Work item: Go through the entries below and collect each line with the string "error" in it.

Stored items
-- Opening Marker --
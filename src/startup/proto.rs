//! Remote-write protobuf message negotiation.

use std::collections::BTreeSet;
use std::fmt;

use super::flags::{self, FlagSet};
use super::mode::Mode;

/// Remote-write message encodings the receiver understands.
#[derive(Debug, Clone, Copy, PartialEq, Eq, PartialOrd, Ord, Hash)]
pub enum ProtoMessageType {
    /// `prometheus.WriteRequest`
    WriteV1,
    /// `io.prometheus.write.v2.Request`
    WriteV2,
}

impl ProtoMessageType {
    pub fn as_str(self) -> &'static str {
        match self {
            ProtoMessageType::WriteV1 => "prometheus.WriteRequest",
            ProtoMessageType::WriteV2 => "io.prometheus.write.v2.Request",
        }
    }
}

impl fmt::Display for ProtoMessageType {
    fn fmt(&self, f: &mut fmt::Formatter<'_>) -> fmt::Result {
        f.write_str(self.as_str())
    }
}

/// Fixed set of recognized message types.
#[derive(Debug, Clone, Copy)]
pub struct ProtoMessageRegistry {
    entries: &'static [ProtoMessageType],
}

impl ProtoMessageRegistry {
    pub const fn new(entries: &'static [ProtoMessageType]) -> Self {
        Self { entries }
    }

    /// Membership test by wire identifier.
    pub fn lookup(&self, identifier: &str) -> Option<ProtoMessageType> {
        self.entries
            .iter()
            .copied()
            .find(|entry| entry.as_str() == identifier)
    }

    pub fn identifiers(&self) -> Vec<&'static str> {
        self.entries.iter().map(|entry| entry.as_str()).collect()
    }

    /// Resolve requested identifiers, failing on the first unknown one.
    ///
    /// An empty request selects every registered type.
    pub fn validate(
        &self,
        requested: &[&str],
    ) -> Result<BTreeSet<ProtoMessageType>, UnknownMessage> {
        if requested.is_empty() {
            return Ok(self.entries.iter().copied().collect());
        }

        requested
            .iter()
            .map(|identifier| {
                self.lookup(identifier).ok_or_else(|| UnknownMessage {
                    identifier: identifier.to_string(),
                    supported: self.identifiers(),
                })
            })
            .collect()
    }

    /// Resolve the message types named by
    /// `--web.remote-write-receiver.accepted-protobuf-messages`.
    pub fn validate_flags(
        &self,
        mode: Mode,
        flags: &FlagSet,
    ) -> Result<BTreeSet<ProtoMessageType>, ProtoViolation> {
        let requested = flags
            .get(flags::ACCEPTED_PROTOBUF_MESSAGES)
            .map(split_message_list)
            .unwrap_or_default();
        self.validate(&requested).map_err(|unknown| ProtoViolation {
            mode,
            flag: flags::ACCEPTED_PROTOBUF_MESSAGES,
            unknown,
        })
    }
}

impl Default for ProtoMessageRegistry {
    fn default() -> Self {
        REGISTRY
    }
}

pub const REGISTRY: ProtoMessageRegistry =
    ProtoMessageRegistry::new(&[ProtoMessageType::WriteV1, ProtoMessageType::WriteV2]);

/// Split a flag value into identifiers.
///
/// Repeated flags arrive joined by commas; blank segments are dropped.
pub fn split_message_list(raw: &str) -> Vec<&str> {
    raw.split(',')
        .map(str::trim)
        .filter(|segment| !segment.is_empty())
        .collect()
}

#[derive(Debug, Clone, PartialEq, Eq)]
pub struct UnknownMessage {
    /// First identifier that is not in the registry.
    pub identifier: String,
    pub supported: Vec<&'static str>,
}

impl fmt::Display for UnknownMessage {
    fn fmt(&self, f: &mut fmt::Formatter<'_>) -> fmt::Result {
        write!(
            f,
            "unknown remote-write protobuf message {:?}, supported: {}",
            self.identifier,
            self.supported.join(", ")
        )
    }
}

impl std::error::Error for UnknownMessage {}

/// An unknown message type passed on the command line.
#[derive(Debug, Clone, PartialEq, Eq)]
pub struct ProtoViolation {
    pub mode: Mode,
    pub flag: &'static str,
    pub unknown: UnknownMessage,
}

impl fmt::Display for ProtoViolation {
    fn fmt(&self, f: &mut fmt::Formatter<'_>) -> fmt::Result {
        write!(
            f,
            "flag --{} names unknown remote-write protobuf message {:?} in {} mode, supported: {}",
            self.flag,
            self.unknown.identifier,
            self.mode,
            self.unknown.supported.join(", ")
        )
    }
}

impl std::error::Error for ProtoViolation {}

#[cfg(test)]
mod tests {
    use super::*;

    #[test]
    fn test_known_messages_accepted() {
        let requested = split_message_list("prometheus.WriteRequest,io.prometheus.write.v2.Request");
        let resolved = REGISTRY.validate(&requested).unwrap();
        assert_eq!(
            resolved.into_iter().collect::<Vec<_>>(),
            vec![ProtoMessageType::WriteV1, ProtoMessageType::WriteV2]
        );
    }

    #[test]
    fn test_each_known_message_alone() {
        for id in REGISTRY.identifiers() {
            let resolved = REGISTRY.validate(&[id]).unwrap();
            assert_eq!(resolved.len(), 1);
        }
    }

    #[test]
    fn test_first_unknown_is_named() {
        let requested = split_message_list("unknown1,unknown2");
        let err = REGISTRY.validate(&requested).unwrap_err();
        assert_eq!(err.identifier, "unknown1");
        assert!(err.to_string().contains("\"unknown1\""));
        assert!(err.to_string().contains("prometheus.WriteRequest"));
    }

    #[test]
    fn test_unknown_after_known() {
        let err = REGISTRY
            .validate(&["prometheus.WriteRequest", "prometheus.WriteRequestV3"])
            .unwrap_err();
        assert_eq!(err.identifier, "prometheus.WriteRequestV3");
    }

    #[test]
    fn test_lookup_is_case_sensitive() {
        assert_eq!(REGISTRY.lookup("Prometheus.WriteRequest"), None);
    }

    #[test]
    fn test_duplicates_collapse() {
        let requested = split_message_list("prometheus.WriteRequest, prometheus.WriteRequest");
        let resolved = REGISTRY.validate(&requested).unwrap();
        assert_eq!(resolved.len(), 1);
    }

    #[test]
    fn test_empty_request_selects_defaults() {
        let resolved = REGISTRY.validate(&split_message_list(" , ")).unwrap();
        assert_eq!(resolved.len(), 2);
    }

    #[test]
    fn test_flag_violation_names_flag_and_mode() {
        let flags = FlagSet::from_iter([(flags::ACCEPTED_PROTOBUF_MESSAGES, "unknown1,unknown2")]);
        let err = REGISTRY.validate_flags(Mode::Server, &flags).unwrap_err();
        assert_eq!(err.flag, flags::ACCEPTED_PROTOBUF_MESSAGES);
        assert_eq!(err.unknown.identifier, "unknown1");
        assert_eq!(
            err.to_string(),
            "flag --web.remote-write-receiver.accepted-protobuf-messages names unknown \
             remote-write protobuf message \"unknown1\" in server mode, supported: \
             prometheus.WriteRequest, io.prometheus.write.v2.Request"
        );
    }

    #[test]
    fn test_absent_flag_selects_every_type() {
        let resolved = REGISTRY
            .validate_flags(Mode::Server, &FlagSet::default())
            .unwrap();
        assert_eq!(resolved.len(), 2);
    }

    #[test]
    fn test_restricted_registry() {
        let registry = ProtoMessageRegistry::new(&[ProtoMessageType::WriteV1]);
        assert!(registry.validate(&["prometheus.WriteRequest"]).is_ok());
        let err = registry
            .validate(&["io.prometheus.write.v2.Request"])
            .unwrap_err();
        assert_eq!(err.supported, vec!["prometheus.WriteRequest"]);
    }
}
-- Closing Marker --
Exercise solution:
impl std::error::Error for UnknownMessage {}
impl std::error::Error for ProtoViolation {}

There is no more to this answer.